GRC Senior Engineer Consultant

Executive recruitment company Monroe Consulting Group Philippines is recruiting for a prominent technology and consulting firm, renowned as a technological partner for core business processes globally.

Job Summary

Monroe Consulting Group Philippines is recruiting on behalf of a prominent technology and consulting firm, recognized as a trusted technological partner for core business processes globally.

The GRC Senior Engineer Consultant will be responsible for integrating, managing, and configuring GRC platforms to ensure compliance with industry standards and regulatory requirements. Additionally, the consultant will play a key role in mentoring and training team members on GRC tools and processes.

Key Responsibilities:

  • Oversee the integration and management of GRC platforms.
  • Ensure seamless integration with data sources such as risk registers, policy repositories, vulnerability scanners, incident management systems, and compliance frameworks.
  • Normalize and map data from various sources to maintain accuracy and consistency.
  • Configure risk taxonomy based on the organization's risk management framework.
  • Implement and support risk assessment methodologies (e.g., quantitative and qualitative).
  • Integrate compliance frameworks such as NIST, ISO, PCI DSS into the GRC platform.
  • Collaborate with the Cybersecurity Team and potentially lead a small team.
  • Provide training and mentorship to junior and mid-level cybersecurity professionals.
  • Work closely with other departments including IT, Legal, and Operations to ensure alignment on security, risk, and compliance matters.

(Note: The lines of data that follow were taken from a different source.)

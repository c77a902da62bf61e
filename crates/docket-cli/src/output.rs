//! Terminal output for the `docket` commands.

use indicatif::{ProgressBar, ProgressStyle};
use std::time::Duration;

use docket_core::coverage::{CoverageSummary, ThresholdReport};
use docket_core::suite::{NodeKind, TestStatus, TestTree};
use docket_core::{RunSummary, ScanResult};

/// Spinner shown while tests run. Hidden when `quiet`.
pub fn spinner(message: &str, quiet: bool) -> ProgressBar {
    if quiet {
        return ProgressBar::hidden();
    }
    let pb = ProgressBar::new_spinner();
    pb.set_style(
        ProgressStyle::default_spinner()
            .template("{spinner:.green} {msg}")
            .unwrap_or_else(|_| ProgressStyle::default_spinner()),
    );
    pb.set_message(message.to_string());
    pb.enable_steady_tick(Duration::from_millis(100));
    pb
}

pub fn print_scan(scan: &ScanResult) {
    println!("{}", scan.source_file);
    for decl in &scan.declarations {
        println!("  {:<18} {} ({})", decl.kind.to_string(), decl.name, decl.location);
    }
    for example in &scan.examples {
        let parent = scan
            .parent_of(example)
            .map(|d| d.name.as_str())
            .unwrap_or("-");
        println!("  >>> {} [{}] @ {}", example.code.replace('\n', " ; "), parent, example.location);
        if let Some(expected) = &example.expected_output {
            println!("      = {}", expected.replace('\n', " ; "));
        }
    }
}

/// Indented outline of the tree: groups, suites and leaves with status.
pub fn print_tree(tree: &TestTree) {
    for id in tree.preorder(tree.root()) {
        let Some(node) = tree.node(id) else {
            continue;
        };
        let depth = tree.path(id).len() - 1;
        let indent = "  ".repeat(depth);
        match &node.kind {
            NodeKind::Group => println!("{}{}", indent, node.name),
            NodeKind::Suite(case) => {
                println!("{}{} ({} tests)", indent, node.name, case.test_count())
            }
            NodeKind::Leaf { .. } => {
                let status = tree
                    .leaf_test(id)
                    .map(|t| t.status())
                    .unwrap_or_default();
                println!("{}{} {} [{}]", indent, status.symbol(), node.name, node.key);
            }
        }
    }
}

pub fn print_results(tree: &TestTree, summary: &RunSummary, verbose: bool) {
    for (id, result) in &summary.results {
        if result.status == TestStatus::Passed && !verbose {
            continue;
        }
        let name = tree.test(id).map(|t| t.name.as_str()).unwrap_or(id.as_str());
        let duration = result
            .duration
            .map(|d| format!(" ({}ms)", d.as_millis()))
            .unwrap_or_default();
        println!("{} {}{}", result.status.symbol(), name, duration);
        if let Some(error) = &result.error {
            println!("    {}", error);
        }
        if verbose {
            if let Some(output) = &result.output {
                println!("    Output: {}", output);
            }
        }
    }

    println!();
    println!(
        "{} tests: {} passed, {} failed, {} errors, {} skipped ({}ms)",
        summary.total_tests,
        summary.passed,
        summary.failed,
        summary.errors,
        summary.skipped,
        summary.duration.as_millis()
    );
}

pub fn print_coverage(summary: &CoverageSummary, report: &ThresholdReport) {
    let row = |label: &str, m: &docket_core::coverage::CoverageMetric| {
        println!("{:<11} {}/{} ({}%)", label, m.covered, m.total, m.percentage);
    };
    println!("Coverage:");
    row("Lines:", &summary.lines);
    row("Branches:", &summary.branches);
    row("Functions:", &summary.functions);
    row("Statements:", &summary.statements);

    if report.passed {
        println!("✓ All coverage thresholds met");
    } else {
        for failure in &report.failures {
            println!("✗ {}", failure);
        }
    }
}
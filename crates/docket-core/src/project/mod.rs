//! Build project model.
//!
//! A [`BuildProject`] describes configurations of named targets, each with
//! sources, include paths, definitions and options. The command backend asks
//! it which flags to use when compiling an example from a given source.
//! Projects are read from JSON or YAML description files.

use serde::{Deserialize, Serialize};
use std::collections::BTreeSet;
use std::path::{Path, PathBuf};
use thiserror::Error;

/// Configuration selected when none is named.
pub const DEFAULT_CONFIGURATION: &str = "Debug";

/// Description files looked for in a build directory, in order.
pub const PROJECT_FILE_NAMES: &[&str] = &[
    "docket-project.json",
    "docket-project.yaml",
    "docket-project.yml",
];

/// Extensions tried when looking for the headers of a source.
const HEADER_EXTENSIONS: &[&str] = &["h", "hpp", "hxx", "h++"];

/// Extensions of linkable shared objects.
const SHARED_LIBRARY_EXTENSIONS: &[&str] = &["so", "dll", "dylib"];

#[derive(Debug, Error)]
pub enum ProjectError {
    #[error("Failed to read project file {path}: {source}")]
    Io {
        path: PathBuf,
        #[source]
        source: std::io::Error,
    },

    #[error("Invalid JSON project description: {0}")]
    Json(#[from] serde_json::Error),

    #[error("Invalid YAML project description: {0}")]
    Yaml(#[from] serde_yaml::Error),

    #[error("Unsupported project file format: {0}")]
    UnsupportedFormat(String),
}

#[derive(Debug, Clone, Copy, PartialEq, Eq, Hash, Serialize, Deserialize)]
#[serde(rename_all = "SCREAMING_SNAKE_CASE")]
pub enum TargetKind {
    Executable,
    StaticLibrary,
    SharedLibrary,
    InterfaceLibrary,
}

impl TargetKind {
    pub fn is_library(self) -> bool {
        !matches!(self, TargetKind::Executable)
    }
}

#[derive(Debug, Clone, PartialEq, Eq, Serialize, Deserialize)]
#[serde(rename_all = "camelCase")]
pub struct Target {
    pub name: String,
    #[serde(rename = "type")]
    pub kind: TargetKind,
    #[serde(default)]
    pub sources: Vec<String>,
    #[serde(default)]
    pub include_paths: Vec<String>,
    #[serde(default)]
    pub compile_definitions: Vec<String>,
    #[serde(default)]
    pub compile_options: Vec<String>,
    #[serde(default)]
    pub link_libraries: Vec<String>,
}

impl Target {
    pub fn new(name: impl Into<String>, kind: TargetKind) -> Self {
        Self {
            name: name.into(),
            kind,
            sources: Vec::new(),
            include_paths: Vec::new(),
            compile_definitions: Vec::new(),
            compile_options: Vec::new(),
            link_libraries: Vec::new(),
        }
    }

    pub fn with_sources<I, S>(mut self, sources: I) -> Self
    where
        I: IntoIterator<Item = S>,
        S: Into<String>,
    {
        self.sources.extend(sources.into_iter().map(Into::into));
        self
    }

    /// Whether `source` is one of this target's sources.
    ///
    /// Paths are compared by trailing components, so `src/a.cpp` matches
    /// `/work/src/a.cpp` in either direction.
    pub fn owns(&self, source: &str) -> bool {
        let wanted = Path::new(source);
        self.sources.iter().any(|s| {
            let own = Path::new(s);
            own.ends_with(wanted) || wanted.ends_with(own)
        })
    }
}

#[derive(Debug, Clone, PartialEq, Eq, Serialize, Deserialize)]
#[serde(rename_all = "camelCase")]
pub struct BuildConfiguration {
    pub name: String,
    #[serde(default)]
    pub directory: String,
    #[serde(default)]
    pub targets: Vec<Target>,
}

/// Flags needed to compile one source.
#[derive(Debug, Clone, Default, PartialEq, Eq, Serialize)]
#[serde(rename_all = "camelCase")]
pub struct CompileCommand {
    pub definitions: Vec<String>,
    pub options: Vec<String>,
    pub include_paths: Vec<String>,
}

impl CompileCommand {
    /// As compiler arguments: `-I` paths, `-D` definitions, then options.
    pub fn to_args(&self) -> Vec<String> {
        self.include_paths
            .iter()
            .map(|p| format!("-I{}", p))
            .chain(self.definitions.iter().map(|d| format!("-D{}", d)))
            .chain(self.options.iter().cloned())
            .collect()
    }
}

#[derive(Debug, Clone, PartialEq, Eq, Serialize, Deserialize)]
#[serde(rename_all = "camelCase")]
pub struct BuildProject {
    pub name: String,
    #[serde(default, skip_serializing_if = "Option::is_none")]
    pub version: Option<String>,
    #[serde(default)]
    pub source_directory: String,
    #[serde(default)]
    pub build_directory: String,
    #[serde(default)]
    pub configurations: Vec<BuildConfiguration>,
    /// Configuration the queries look at.
    #[serde(default = "default_configuration")]
    pub current_configuration: String,
}

fn default_configuration() -> String {
    DEFAULT_CONFIGURATION.to_string()
}

impl BuildProject {
    pub fn new(
        name: impl Into<String>,
        source_directory: impl Into<String>,
        build_directory: impl Into<String>,
    ) -> Self {
        Self {
            name: name.into(),
            version: None,
            source_directory: source_directory.into(),
            build_directory: build_directory.into(),
            configurations: Vec::new(),
            current_configuration: default_configuration(),
        }
    }

    /// First description file present in `build_dir`.
    pub fn find_in(build_dir: impl AsRef<Path>) -> Option<PathBuf> {
        let build_dir = build_dir.as_ref();
        PROJECT_FILE_NAMES
            .iter()
            .map(|name| build_dir.join(name))
            .find(|candidate| candidate.is_file())
    }

    /// Load a `.json`, `.yaml` or `.yml` description.
    pub fn from_file(path: impl AsRef<Path>) -> Result<Self, ProjectError> {
        let path = path.as_ref();
        let content = std::fs::read_to_string(path).map_err(|source| ProjectError::Io {
            path: path.to_path_buf(),
            source,
        })?;

        let extension = path
            .extension()
            .and_then(|e| e.to_str())
            .unwrap_or_default()
            .to_ascii_lowercase();

        let project: BuildProject = match extension.as_str() {
            "json" => serde_json::from_str(&content)?,
            "yaml" | "yml" => serde_yaml::from_str(&content)?,
            other => return Err(ProjectError::UnsupportedFormat(other.to_string())),
        };

        tracing::debug!(
            project = %project.name,
            configurations = project.configurations.len(),
            "loaded build project"
        );
        Ok(project)
    }

    pub fn configuration(&self) -> &str {
        &self.current_configuration
    }

    /// Switch configuration. Returns false if no configuration has that name.
    pub fn set_configuration(&mut self, name: &str) -> bool {
        if self.configurations.iter().any(|c| c.name == name) {
            self.current_configuration = name.to_string();
            true
        } else {
            false
        }
    }

    fn current(&self) -> Option<&BuildConfiguration> {
        self.configurations
            .iter()
            .find(|c| c.name == self.current_configuration)
    }

    /// Targets of the current configuration.
    pub fn targets(&self) -> &[Target] {
        self.current().map(|c| c.targets.as_slice()).unwrap_or(&[])
    }

    pub fn target(&self, name: &str) -> Option<&Target> {
        self.targets().iter().find(|t| t.name == name)
    }

    /// Add or replace a target, creating the configuration if needed.
    pub fn add_target(&mut self, target: Target, configuration: Option<&str>) {
        let name = configuration
            .unwrap_or(self.current_configuration.as_str())
            .to_string();

        let index = match self.configurations.iter().position(|c| c.name == name) {
            Some(i) => i,
            None => {
                self.configurations.push(BuildConfiguration {
                    directory: format!("{}/{}", self.build_directory, name),
                    name,
                    targets: Vec::new(),
                });
                self.configurations.len() - 1
            }
        };

        let targets = &mut self.configurations[index].targets;
        match targets.iter_mut().find(|t| t.name == target.name) {
            Some(existing) => *existing = target,
            None => targets.push(target),
        }
    }

    /// Remove a target. Returns false if it was not there.
    pub fn remove_target(&mut self, name: &str, configuration: Option<&str>) -> bool {
        let wanted = configuration
            .unwrap_or(self.current_configuration.as_str())
            .to_string();
        let Some(config) = self.configurations.iter_mut().find(|c| c.name == wanted) else {
            return false;
        };
        let before = config.targets.len();
        config.targets.retain(|t| t.name != name);
        config.targets.len() != before
    }

    pub fn executable_targets(&self) -> Vec<&Target> {
        self.targets()
            .iter()
            .filter(|t| t.kind == TargetKind::Executable)
            .collect()
    }

    pub fn library_targets(&self) -> Vec<&Target> {
        self.targets().iter().filter(|t| t.kind.is_library()).collect()
    }

    /// Every source of every target, first occurrence order.
    pub fn all_sources(&self) -> Vec<String> {
        dedup(self.targets().iter().flat_map(|t| t.sources.iter()))
    }

    pub fn all_include_paths(&self) -> Vec<String> {
        dedup(self.targets().iter().flat_map(|t| t.include_paths.iter()))
    }

    /// Shared-library targets plus linked shared objects.
    pub fn all_shared_libraries(&self) -> Vec<String> {
        dedup(self.targets().iter().flat_map(|t| {
            let own = (t.kind == TargetKind::SharedLibrary).then_some(&t.name);
            let linked = t.link_libraries.iter().filter(|lib| {
                Path::new(lib.as_str())
                    .extension()
                    .and_then(|e| e.to_str())
                    .is_some_and(|e| SHARED_LIBRARY_EXTENSIONS.contains(&e))
            });
            own.into_iter().chain(linked)
        }))
    }

    /// Every source plus same-stem header candidates.
    pub fn candidate_sources_and_headers(&self) -> Vec<String> {
        let mut candidates = Vec::new();
        for source in self.all_sources() {
            let path = Path::new(&source);
            let headers: Vec<String> = HEADER_EXTENSIONS
                .iter()
                .map(|ext| path.with_extension(ext).to_string_lossy().into_owned())
                .collect();
            candidates.push(source.clone());
            candidates.extend(headers);
        }
        dedup(candidates.iter())
    }

    /// Target whose sources include `source`.
    pub fn target_for_source(&self, source: &str) -> Option<&Target> {
        self.targets().iter().find(|t| t.owns(source))
    }

    pub fn compile_command_for(&self, source: &str) -> Option<CompileCommand> {
        let target = self.target_for_source(source)?;
        Some(CompileCommand {
            definitions: target.compile_definitions.clone(),
            options: target.compile_options.clone(),
            include_paths: target.include_paths.clone(),
        })
    }
}

fn dedup<'a>(items: impl IntoIterator<Item = &'a String>) -> Vec<String> {
    let mut seen = BTreeSet::new();
    items
        .into_iter()
        .filter(|&item| seen.insert(item.as_str()))
        .cloned()
        .collect()
}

Qualifications & Requirements:

  • At least 8 years of experience in Governance, Risk, and Compliance (GRC).
  • Strong expertise in GRC platform integration and management.
  • Experience integrating GRC tools with enterprise data sources.
  • Proficiency in compliance frameworks such as NIST, ISO, PCI DSS.
  • Excellent communication skills, as the role requires frequent client interaction.
  • Leadership experience is preferred but not required; candidates should have the potential to lead a small team.
  • Cybersecurity-related certifications are required (e.g., CISSP, CISM, CRISC, or equivalent).
  • Industry experience in Energy and Utility is preferred but negotiable.